There is no licensed treatment for Dirofilariasis in Humans. The only 100% cure is based on arsenic and no doctor would ever prescribe this for a patient that they can not even prove is sick with any particular disease. The second best drug is Diethylcarbamazine Citrate (DEC), which the FDA has pulled from the market in the US due to many adverse reactions (Mazzotti reaction) while there is no perceived risk of filarial diseases here in the US.
There are many complications to consider when any treatment is proposed:
Filaria are very hard to kill and any drug that can kill them is likely very toxic to the patient as well. It may be better if a combination of drugs are used which utilize multiple molecular pathways and by weakening the parasite prior to treatment. If the Wolbachia are killed first then the filaria that require them become weaker and may be more prone to die from other follow on treatments.

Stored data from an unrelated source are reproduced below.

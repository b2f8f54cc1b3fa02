//! Output module for reporting on crawl results
//!
//! Statistics are read back from the stores, so they can be printed for a
//! finished, running or interrupted crawl alike.

pub mod stats;

pub use stats::{load_statistics, print_statistics, CrawlStatistics};
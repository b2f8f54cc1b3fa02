//! State module for tracking crawl progress
//!
//! # Components
//!
//! - `UrlState`: the lifecycle of a frontier URL (unvisited, visited, scraped)
//! - `FailurePolicy`: whether a failed URL is abandoned or returned to the frontier
//! - `FailureDisposition`: what a recorded failure actually did

mod url_state;

// Re-export main types
pub use url_state::{FailureDisposition, FailurePolicy, UrlState};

Any drug that kills too many filara too fast will likely trigger an over active immune response (cytokine storm) to the dying filaria, and may result in the death of the patient. The patients own immune system has been shut down in certain ways and may begin waking up when the filaria die.

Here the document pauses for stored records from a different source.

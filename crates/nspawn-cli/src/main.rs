//! # nspawnctl
//!
//! Launches `systemd-nspawn` containers from declarative configuration
//! and inspects machines and images through the system bus.

#![cfg_attr(test, allow(clippy::expect_used, clippy::unwrap_used, clippy::panic))]

mod commands;
mod output;

use clap::Parser;

use crate::commands::Cli;

#[tokio::main]
async fn main() -> anyhow::Result<()> {
    tracing_subscriber::fmt()
        .with_env_filter(tracing_subscriber::EnvFilter::from_default_env())
        .init();

    let cli = Cli::parse();
    commands::execute(cli).await
}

When dogs are treated for heartworm they are usually confined to a small cage to prevent the heart rate from rising too high due to activity. If the heart rate rises too high it is likely that the dead filaria will be swept downstream, through the heart, and then get lodged in the arteries of the lungs where necrosis of lung tissues will result.
We need to focus on medications and treatments that will kill the filaria more gradually to avoid any life threatening complications.